Genitori di Noemi in lacrime al Santobono: straziante appello ai medici

La piccola Noemi, la bambina di quattro anni rimasta ferita durante una sparatoria tra camorristi a Napoli, sta lottando tra la vita e la morte. Le sue condizioni restano gravi ma stabili e ai cancelli del Santobono, l’ospedale pediatrico del Vomero nel quale è ricoverata, sono stati affissi cartelli rosa di incoraggiamento e sostegno. Tutta la città si è stretta attorno alla bambina e alla sua famiglia. I suoi genitori – scrive Leggo – non si muovono dall’ospedale e continuano a chiedere al primario quando sarà possibile riportare la figlia a casa.

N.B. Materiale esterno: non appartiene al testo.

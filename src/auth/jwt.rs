//! # JWT Access Tokens
//!
//! HS256 tokens carrying the user id and email. Validation is stateless.

use chrono::{Duration, Utc};
use jsonwebtoken::{decode, encode, Algorithm, DecodingKey, EncodingKey, Header, Validation};
use serde::{Deserialize, Serialize};

use super::errors::{AuthError, AuthResult};
use super::user::User;

/// Claims carried by an access token
#[derive(Debug, Clone, PartialEq, Eq, Serialize, Deserialize)]
pub struct JwtClaims {
    /// User id
    pub sub: String,
    pub email: String,
    pub iat: i64,
    pub exp: i64,
    pub aud: String,
    pub iss: String,
}

#[derive(Debug, Clone)]
pub struct JwtConfig {
    pub secret: String,
    pub access_token_ttl: Duration,
    pub issuer: String,
    pub audience: String,
}

impl JwtConfig {
    /// One-hour tokens signed with `secret`
    pub fn with_secret(secret: impl Into<String>) -> Self {
        Self {
            secret: secret.into(),
            access_token_ttl: Duration::hours(1),
            issuer: "rosterdb".to_string(),
            audience: "rosterdb".to_string(),
        }
    }
}

#[derive(Clone)]
pub struct JwtManager {
    config: JwtConfig,
    encoding_key: EncodingKey,
    decoding_key: DecodingKey,
}

impl JwtManager {
    pub fn new(config: JwtConfig) -> Self {
        let encoding_key = EncodingKey::from_secret(config.secret.as_bytes());
        let decoding_key = DecodingKey::from_secret(config.secret.as_bytes());

        Self {
            config,
            encoding_key,
            decoding_key,
        }
    }

    pub fn generate_access_token(&self, user: &User) -> AuthResult<String> {
        let now = Utc::now();
        let exp = now + self.config.access_token_ttl;

        let claims = JwtClaims {
            sub: user.id.to_string(),
            email: user.email.clone(),
            iat: now.timestamp(),
            exp: exp.timestamp(),
            aud: self.config.audience.clone(),
            iss: self.config.issuer.clone(),
        };

        encode(&Header::new(Algorithm::HS256), &claims, &self.encoding_key)
            .map_err(|_| AuthError::TokenGenerationFailed)
    }

    /// Any decoding failure (signature, expiry, audience, shape) is `InvalidToken`.
    pub fn validate_token(&self, token: &str) -> AuthResult<JwtClaims> {
        let mut validation = Validation::new(Algorithm::HS256);
        validation.set_audience(&[&self.config.audience]);
        validation.set_issuer(&[&self.config.issuer]);

        decode::<JwtClaims>(token, &self.decoding_key, &validation)
            .map(|data| data.claims)
            .map_err(|_| AuthError::InvalidToken)
    }
}
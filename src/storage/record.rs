//! Log record encoding
//!
//! ```text
//! +------------------+
//! | Record Length    | (u32 LE, includes itself and the checksum)
//! +------------------+
//! | Document ID      | (length-prefixed string)
//! +------------------+
//! | Tombstone Flag   | (u8: 0 = live, 1 = deleted)
//! +------------------+
//! | Document Body    | (length-prefixed bytes, empty for tombstones)
//! +------------------+
//! | Checksum         | (u32 LE)
//! +------------------+
//! ```
//!
//! The checksum covers every byte before it.

use std::io::{self, Cursor, Read};

use super::checksum::compute_checksum;

/// Smallest possible record: length + empty id + flag + empty body + checksum
pub(crate) const MIN_RECORD_SIZE: usize = 4 + 4 + 1 + 4 + 4;

/// One entry of a collection log.
#[derive(Debug, Clone, PartialEq, Eq)]
pub struct LogRecord {
    pub document_id: String,
    pub is_tombstone: bool,
    pub body: Vec<u8>,
}

impl LogRecord {
    /// A live document version
    pub fn put(document_id: impl Into<String>, body: Vec<u8>) -> Self {
        Self {
            document_id: document_id.into(),
            is_tombstone: false,
            body,
        }
    }

    /// A deletion marker
    pub fn tombstone(document_id: impl Into<String>) -> Self {
        Self {
            document_id: document_id.into(),
            is_tombstone: true,
            body: Vec::new(),
        }
    }

    fn serialize_body(&self) -> Vec<u8> {
        let mut buf = Vec::with_capacity(4 + self.document_id.len() + 1 + 4 + self.body.len());

        buf.extend_from_slice(&(self.document_id.len() as u32).to_le_bytes());
        buf.extend_from_slice(self.document_id.as_bytes());

        buf.push(u8::from(self.is_tombstone));

        buf.extend_from_slice(&(self.body.len() as u32).to_le_bytes());
        buf.extend_from_slice(&self.body);

        buf
    }

    /// Serialize the complete record, length prefix and checksum included.
    pub fn serialize(&self) -> Vec<u8> {
        let body = self.serialize_body();
        let record_length = (4 + body.len() + 4) as u32;

        let mut record = Vec::with_capacity(record_length as usize);
        record.extend_from_slice(&record_length.to_le_bytes());
        record.extend_from_slice(&body);

        let checksum = compute_checksum(&record);
        record.extend_from_slice(&checksum.to_le_bytes());

        record
    }

    /// Decode one record from the front of `data`, verifying its checksum.
    ///
    /// Returns the record and the number of bytes consumed.
    pub fn deserialize(data: &[u8]) -> io::Result<(Self, usize)> {
        if data.len() < MIN_RECORD_SIZE {
            return Err(io::Error::new(
                io::ErrorKind::UnexpectedEof,
                "Record too short",
            ));
        }

        let record_length = u32::from_le_bytes([data[0], data[1], data[2], data[3]]) as usize;

        if record_length < MIN_RECORD_SIZE {
            return Err(io::Error::new(
                io::ErrorKind::InvalidData,
                format!("Invalid record length: {}", record_length),
            ));
        }

        if data.len() < record_length {
            return Err(io::Error::new(
                io::ErrorKind::UnexpectedEof,
                format!(
                    "Record truncated: expected {} bytes, got {}",
                    record_length,
                    data.len()
                ),
            ));
        }

        let checksum_offset = record_length - 4;
        let stored_checksum = u32::from_le_bytes([
            data[checksum_offset],
            data[checksum_offset + 1],
            data[checksum_offset + 2],
            data[checksum_offset + 3],
        ]);
        let computed_checksum = compute_checksum(&data[..checksum_offset]);

        if computed_checksum != stored_checksum {
            return Err(io::Error::new(
                io::ErrorKind::InvalidData,
                format!(
                    "Checksum mismatch: computed {:08x}, stored {:08x}",
                    computed_checksum, stored_checksum
                ),
            ));
        }

        let mut cursor = Cursor::new(&data[4..checksum_offset]);

        let id_bytes = read_prefixed(&mut cursor)?;
        let document_id = String::from_utf8(id_bytes).map_err(|e| {
            io::Error::new(io::ErrorKind::InvalidData, format!("Invalid UTF-8: {}", e))
        })?;

        let mut flag = [0u8; 1];
        cursor.read_exact(&mut flag)?;
        let is_tombstone = match flag[0] {
            0 => false,
            1 => true,
            other => {
                return Err(io::Error::new(
                    io::ErrorKind::InvalidData,
                    format!("Invalid tombstone flag: {}", other),
                ))
            }
        };

        let body = read_prefixed(&mut cursor)?;

        Ok((
            Self {
                document_id,
                is_tombstone,
                body,
            },
            record_length,
        ))
    }
}

fn read_prefixed<R: Read>(reader: &mut R) -> io::Result<Vec<u8>> {
    let mut len_buf = [0u8; 4];
    reader.read_exact(&mut len_buf)?;
    let len = u32::from_le_bytes(len_buf) as usize;

    let mut buf = vec![0u8; len];
    reader.read_exact(&mut buf)?;
    Ok(buf)
}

Per il momento non si può che tenere accesa la speranza. La bambina può farcela, ma bisogna aspettare. Noemi è stata colpita al torace da un proiettile vagante venerdì pomeriggio a piazza Nazionale. Si trovava insieme alla nonna era in attesa della mamma e della sorellina, entrate entrambe nel bar. Trasferita d’urgenza al Santobono dopo la sparatoria è stata prima stabilizzata, drenando il sangue dai polmoni, poi su indicazione dei radiologi operata per frenare le emorragie ed estrarre il proiettile. In azione, nella serata di venerdì, la equipe di chirurgi e rianimatori guidata dai primari Giovanni Gaglione e Massimo Cardone a cui si è aggiunto anche il responsabile della Cardiochirurgia pediatrica del Monaldi Guido Oppido.